Social Experiments: Bad Criticism, Good Criticism

A New York Times article everybody and their brother link to discusses a social experiment conducted on behalf of the city of New York:
It has long been the standard practice in medical testing: Give drug treatment to one group while another, the control group, goes without.

Now, New York City is applying the same methodology to assess one of its programs to prevent homelessness. Half of the test subjects — people who are behind on rent and in danger of being evicted — are being denied assistance from the program for two years, with researchers tracking them to see if they end up homeless.
Sounds reasonable? Not everybody thinks so. Here's one critic:
“They should immediately stop this experiment,” said the Manhattan borough president, Scott M. Stringer. “The city shouldn’t be making guinea pigs out of its most vulnerable.”
Here's another:
“I don’t think homeless people in our time, or in any time, should be treated like lab rats,” Ms. Palma said.
Oh boy! If the New York Times had wanted a critical perspective that's a little more, um, high-brow, they might have asked Robert J. Sampson. Here's a longish excerpt from his recent paper "Gold Standard Myths: Observations on the Experimental Turn in Quantitative Criminology" (pp. 492-93):
Possibly the most inelegant phrase to have entered the social science lexicon, the ‘‘stable unit treatment value assumption’’ (SUTVA) underlies all experiments. Although not necessarily of great consequence for research on fertilizers or possibly taking a pill, SUTVA is foundational to criminology because at bottom it refers to assumptions about social interactions and what is known in the statistical literature as ‘‘interference’’ (Rosenbaum 2007; Sobel 2006). The essential idea of SUTVA is that potential outcomes for any unit of an experiment are independent of the treatment assignment of any other unit or population member under study. Human response to treatments like ‘‘Hawthorne’’ or ‘‘John Henry’’ effects (when participants in the control group alter their behavior purposely because of the experiment) are thus ruled out, as, more problematically, are any forms of social interaction. I quote here a summary in words of a very dense, technical literature:
If, through processes of information diffusion, norm formation, leadership, endogenous reinforcement, or competition in tournaments, social interactions are important for outcomes, units effects are inherently undefined because, in this case, outcomes for any particular unit i depend on the number or distribution of treated units j in the population, and the standard interpretation of any parameter estimate no longer applies (Gangl 2010, p. 40).
The implications of SUTVA are profound. Processes of contagion, information diffusion, jealousy, and learning are staples of criminology and the social sciences in general. Raudenbush (2008), for example, notes how the very nature of educational processes leads to violations of SUTVA, calling into question the experimental turn in that discipline as well. Yet with few exceptions the experimental literature in criminology, and apparently education, has not tackled interference in a straightforward way. Consider just a few examples of the pervasiveness of the problem for criminology. Berk (2005) notes that placing a substantial number of rival gang members in the same boot camp could dramatically alter the nature of the treatment and the subsequent response (p. 421). In another, "suppose a drug treatment program was randomly provided to some youth facilities and not others. The potential benefits of the drug treatment program for individuals could be enhanced or reduced because of peer pressure among juveniles, all of whom were participating in the same program (p. 421)."
He goes on to discuss the famous MTO housing experiment.

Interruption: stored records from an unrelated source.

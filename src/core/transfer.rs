//! Transfer pass: copy every planned file into the staging directory
//!
//! Files are re-rooted under the destination by their path relative to the
//! plan's device root. A file is flagged as copied only when the number of
//! bytes written matches the size reported by the device. Per-file failures
//! are logged and never stop the batch.

use crate::core::error::{MediaToolError, Result};
use crate::core::plan::{format_size, ExecutionPlan};
use crate::core::progress::{ProgressEvent, ProgressPhase, ProgressRenderer};
use crate::core::tree::{DeviceNode, DeviceTree};
use crate::device::traits::{device_path_components, DeviceHandle};
use filetime::FileTime;
use log::{debug, info, warn};
use std::fs::{self, File};
use std::io::{self, Read, Write};
use std::path::{Path, PathBuf};

/// Statistics about one transfer pass
#[derive(Debug, Default, Clone, PartialEq, Eq)]
pub struct TransferStats {
    pub files_copied: usize,
    pub errors: usize,
    pub bytes_copied: u64,
}

impl std::fmt::Display for TransferStats {
    fn fmt(&self, f: &mut std::fmt::Formatter<'_>) -> std::fmt::Result {
        write!(
            f,
            "Copied: {}, Errors: {}, Total size: {}",
            self.files_copied,
            self.errors,
            format_size(self.bytes_copied)
        )
    }
}

/// Reader adapter that reports every chunk read
pub struct ProgressReader<R, F> {
    inner: R,
    on_read: F,
}

impl<R: Read, F: FnMut(u64)> ProgressReader<R, F> {
    pub fn new(inner: R, on_read: F) -> Self {
        Self { inner, on_read }
    }
}

impl<R: Read, F: FnMut(u64)> Read for ProgressReader<R, F> {
    fn read(&mut self, buf: &mut [u8]) -> io::Result<usize> {
        let n = self.inner.read(buf)?;
        if n > 0 {
            (self.on_read)(n as u64);
        }
        Ok(n)
    }
}

/// Path of `path` relative to `root`, both device paths
///
/// Falls back to the absolute device path when `path` is not below `root`.
pub fn relative_device_path(path: &str, root: &str) -> String {
    let path_parts: Vec<&str> = device_path_components(path).collect();
    let root_parts: Vec<&str> = device_path_components(root).collect();

    if path_parts.len() > root_parts.len() && path_parts.starts_with(&root_parts) {
        path_parts[root_parts.len()..].join("/")
    } else {
        debug!(
            "Unable to calculate relative path for {} regarding {}",
            path, root
        );
        path.to_string()
    }
}

/// Local destination for a device-relative path
///
/// Every component is appended below `dest_root`, so an absolute fallback
/// path still lands inside the staging directory.
pub fn destination_path(dest_root: &Path, relative: &str) -> PathBuf {
    device_path_components(relative)
        .filter(|part| *part != "." && *part != "..")
        .fold(dest_root.to_path_buf(), |acc, part| acc.join(part))
}

/// Copy every file of `plan` below `dest_root`
///
/// Marks copied nodes in `tree`, which must be the tree the plan was built from.
pub fn copy_plan<H: DeviceHandle + ?Sized>(
    handle: &H,
    tree: &mut DeviceTree,
    plan: &ExecutionPlan,
    dest_root: &Path,
    progress: &mut dyn ProgressRenderer,
) -> TransferStats {
    let mut stats = TransferStats::default();
    let total_bytes = plan.total_size();

    progress.start(ProgressPhase::Copying, plan.files_count(), total_bytes);

    let mut it = plan.iter();
    while let Some(entry) = it.current() {
        let node = tree.node(entry.node);
        let relative = relative_device_path(&node.path, plan.root_dir());
        let target = destination_path(dest_root, &relative);

        let mut event = ProgressEvent {
            phase: ProgressPhase::Copying,
            current: it.files_seen_count(),
            total: it.files_total(),
            bytes_done: total_bytes - it.bytes_remaining(),
            bytes_total: total_bytes,
            label: relative,
        };
        progress.update(&event);

        debug!("Copying from '{}' to {}...", node.path, target.display());

        let bytes_before = event.bytes_done;
        let result = copy_file(handle, node, &target, |copied| {
            event.bytes_done = bytes_before + copied;
            progress.update(&event);
        });

        match result {
            Ok(bytes) => {
                debug!("Copy of '{}' - done ({})", node.path, format_size(bytes));
                tree.mark_copied(entry.node);
                stats.files_copied += 1;
                stats.bytes_copied += bytes;
            }
            Err(e) => {
                warn!("Copy of '{}' - failed: {}", tree.node(entry.node).path, e);
                stats.errors += 1;
            }
        }

        it.next();
    }

    progress.finish(ProgressPhase::Copying);
    info!("Transfer finished: {}", stats);
    stats
}

/// Stream one file to `target`, returning the number of bytes written
fn copy_file<H: DeviceHandle + ?Sized, F: FnMut(u64)>(
    handle: &H,
    node: &DeviceNode,
    target: &Path,
    mut on_progress: F,
) -> Result<u64> {
    let transfer_error = |message: String| MediaToolError::Transfer {
        path: node.path.clone(),
        message,
    };

    if let Some(parent) = target.parent() {
        fs::create_dir_all(parent).map_err(|e| {
            transfer_error(format!(
                "Failed to create directory '{}': {}",
                parent.display(),
                e
            ))
        })?;
    }

    let reader = handle.open_reader(&node.object.id)?;

    let mut file = File::create(target).map_err(|e| {
        transfer_error(format!(
            "Failed to create file '{}': {}",
            target.display(),
            e
        ))
    })?;

    let mut copied_so_far = 0u64;
    let mut reader = ProgressReader::new(reader, |n| {
        copied_so_far += n;
        on_progress(copied_so_far);
    });

    let written = io::copy(&mut reader, &mut file)
        .and_then(|n| file.flush().map(|_| n))
        .map_err(|e| transfer_error(e.to_string()))
        .and_then(|copied| {
            if copied == node.size() {
                Ok(copied)
            } else {
                Err(MediaToolError::SizeMismatch {
                    path: node.path.clone(),
                    expected: node.size(),
                    actual: copied,
                })
            }
        });
    drop(file);

    let copied = match written {
        Ok(copied) => copied,
        Err(e) => {
            discard_partial(target);
            return Err(e);
        }
    };

    if let Some(modified) = node.object.modified {
        let mtime = FileTime::from_unix_time(modified.timestamp(), modified.timestamp_subsec_nanos());
        if let Err(e) = filetime::set_file_mtime(target, mtime) {
            warn!(
                "Unable to set modification time of '{}': {}",
                target.display(),
                e
            );
        }
    }

    Ok(copied)
}

/// Remove an incomplete target so later passes never pick it up
fn discard_partial(target: &Path) {
    match fs::remove_file(target) {
        Ok(()) => debug!("Removed incomplete copy '{}'", target.display()),
        Err(e) => warn!(
            "Unable to remove incomplete copy '{}': {}",
            target.display(),
            e
        ),
    }
}

#[cfg(test)]
mod tests {
    use super::*;
    use crate::core::progress::NoProgress;
    use crate::core::tree::TreeWalker;
    use crate::testdb::mock_device::{MockDevice, MockEntry};
    use crate::testdb::RecordingProgress;
    use chrono::{TimeZone, Utc};

    fn camera() -> MockDevice {
        let mut device = MockDevice::new("HERO9 Black", "GoPro");
        device.add(MockEntry::file("/DCIM/100GOPRO/GOPR0001.JPG", b"first"));
        device.add(MockEntry::file("/DCIM/100GOPRO/GOPR0002.JPG", b"second!"));
        device.add(MockEntry::file("/DCIM/101GOPRO/GX010001.MP4", &[7u8; 300]));
        device
    }

    #[test]
    fn test_relative_device_path() {
        assert_eq!(
            relative_device_path("/DCIM/100GOPRO/a.jpg", "/DCIM"),
            "100GOPRO/a.jpg"
        );
        assert_eq!(relative_device_path("/DCIM/a.jpg", "/"), "DCIM/a.jpg");
        assert_eq!(
            relative_device_path("/MISC/a.jpg", "/DCIM"),
            "/MISC/a.jpg"
        );
        assert_eq!(relative_device_path("/DCIMX/a.jpg", "/DCIM"), "/DCIMX/a.jpg");
    }

    #[test]
    fn test_destination_path_stays_below_root() {
        let root = Path::new("/tmp/staging/0");
        assert_eq!(
            destination_path(root, "100GOPRO/a.jpg"),
            root.join("100GOPRO").join("a.jpg")
        );
        assert_eq!(
            destination_path(root, "/MISC/a.jpg"),
            root.join("MISC").join("a.jpg")
        );
        assert_eq!(destination_path(root, "../a.jpg"), root.join("a.jpg"));
    }

    #[test]
    fn test_copy_plan_copies_and_marks() {
        let device = camera();
        let staging = tempfile::tempdir().unwrap();

        let mut tree = TreeWalker::default().walk(&device, "/DCIM");
        let plan = ExecutionPlan::build(&tree);
        let stats = copy_plan(&device, &mut tree, &plan, staging.path(), &mut NoProgress);

        assert_eq!(stats.files_copied, 3);
        assert_eq!(stats.errors, 0);
        assert_eq!(stats.bytes_copied, 312);
        assert_eq!(
            fs::read(staging.path().join("100GOPRO").join("GOPR0002.JPG")).unwrap(),
            b"second!"
        );
        assert!(staging.path().join("101GOPRO").join("GX010001.MP4").exists());
        assert!(plan
            .entries()
            .iter()
            .all(|e| tree.node(e.node).was_copied()));
    }

    #[test]
    fn test_copy_plan_applies_modification_time() {
        let modified = Utc.with_ymd_and_hms(2021, 6, 1, 12, 0, 0).unwrap();
        let mut device = MockDevice::new("Card", "SD");
        device.add(MockEntry::file("/DCIM/a.jpg", b"abc").with_modified(modified));
        let staging = tempfile::tempdir().unwrap();

        let mut tree = TreeWalker::default().walk(&device, "/DCIM");
        let plan = ExecutionPlan::build(&tree);
        copy_plan(&device, &mut tree, &plan, staging.path(), &mut NoProgress);

        let metadata = fs::metadata(staging.path().join("a.jpg")).unwrap();
        let mtime = FileTime::from_last_modification_time(&metadata);
        assert_eq!(mtime.unix_seconds(), modified.timestamp());
    }

    #[test]
    fn test_failures_do_not_stop_the_batch() {
        let mut device = camera();
        device.fail_reading("/DCIM/100GOPRO/GOPR0001.JPG");
        device.add(
            MockEntry::file("/DCIM/101GOPRO/SHORT.JPG", b"abc").with_reported_size(10),
        );
        let staging = tempfile::tempdir().unwrap();

        let mut tree = TreeWalker::default().walk(&device, "/DCIM");
        let plan = ExecutionPlan::build(&tree);
        let stats = copy_plan(&device, &mut tree, &plan, staging.path(), &mut NoProgress);

        assert_eq!(stats.files_copied, 2);
        assert_eq!(stats.errors, 2);
        for entry in plan.entries() {
            let node = tree.node(entry.node);
            let expected = node.name != "GOPR0001.JPG" && node.name != "SHORT.JPG";
            assert_eq!(node.was_copied(), expected, "{}", node.path);
        }
        assert!(!staging.path().join("100GOPRO").join("GOPR0001.JPG").exists());
    }

    #[test]
    fn test_short_copy_leaves_nothing_behind() {
        let mut device = MockDevice::new("Card", "SD");
        device.add(MockEntry::file("/DCIM/TRUNC.JPG", b"abc").with_reported_size(10));
        device.add(MockEntry::file("/DCIM/FULL.JPG", b"full"));
        let staging = tempfile::tempdir().unwrap();

        let mut tree = TreeWalker::default().walk(&device, "/DCIM");
        let plan = ExecutionPlan::build(&tree);
        let stats = copy_plan(&device, &mut tree, &plan, staging.path(), &mut NoProgress);

        assert_eq!(stats.errors, 1);
        assert_eq!(stats.files_copied, 1);
        assert!(!staging.path().join("TRUNC.JPG").exists());
        assert_eq!(fs::read(staging.path().join("FULL.JPG")).unwrap(), b"full");
    }

    #[test]
    fn test_progress_events() {
        let device = camera();
        let staging = tempfile::tempdir().unwrap();
        let mut progress = RecordingProgress::default();

        let mut tree = TreeWalker::default().walk(&device, "/DCIM");
        let plan = ExecutionPlan::build(&tree);
        copy_plan(&device, &mut tree, &plan, staging.path(), &mut progress);

        assert_eq!(progress.started, vec![(ProgressPhase::Copying, 3, 312)]);
        assert_eq!(progress.finished, vec![ProgressPhase::Copying]);

        let first = &progress.events[0];
        assert_eq!(first.current, 1);
        assert_eq!(first.total, 3);
        assert_eq!(first.bytes_done, 0);
        assert_eq!(first.label, "100GOPRO/GOPR0001.JPG");

        let last = progress.events.last().unwrap();
        assert_eq!(last.current, 3);
        assert_eq!(last.bytes_done, 312);
        assert!(progress
            .events
            .windows(2)
            .all(|w| w[0].bytes_done <= w[1].bytes_done));
    }
}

Neither Sampson nor I want to do away with social experiments, but the regrettable fact is that people tend to influence one another, which makes the interpretation of results harder than it otherwise would be. I don't agree with everything in the strident paper - in particular, it culminates in what amounts to a Feyerabendian Anything Goes* - but it is short, available in full for free, and one of the few papers ever to be published in the Journal of Quantitative Criminology that are entirely mathsless. Recommended weekend reading for anyone for whom the New York Times is not quite good enough. That is, pretty much every reader of this blog. Boy, what a clever bunch we are!

*I don't really care about social experiments. The real reason I'm writing this is that I was looking for an excuse to use the phrase "Feyerabendian Anything Goes". Mission accomplished!


Steve Sailer said...


For example, in the late 1960s it seemed cool to be a criminal, and for the last 10 or 15 years, it has seemed uncool and stupid.

But how do you do a Jim Manzi-style double blind test on something like that, which depends on the mass media, older siblings' attitudes, and endless other factors? It would be nice to be able to do experiments like that, but I don't know how to experiment on the Spirit of the Age.

LemmusLemmus said...

The examples you mention illustrate the fact that there are lots of factors that don't lend themselves easily to manipulation by experimenters. They also illustrate that social life contains convoluted back-and-forth influences between causal factors, including outcome-to-outcome influences. No wonder sociologists are envious of physicists!

But in the excerpt I quoted, Sampson correctly points out that even if you can manipulate the variable of interest and randomly assign individuals to one or the other condition, the interpretation of the results is not straightforward because one subject's response is "contaminated" by other subjects' responses. In other words, social experiments are problematic even under favourable conditions.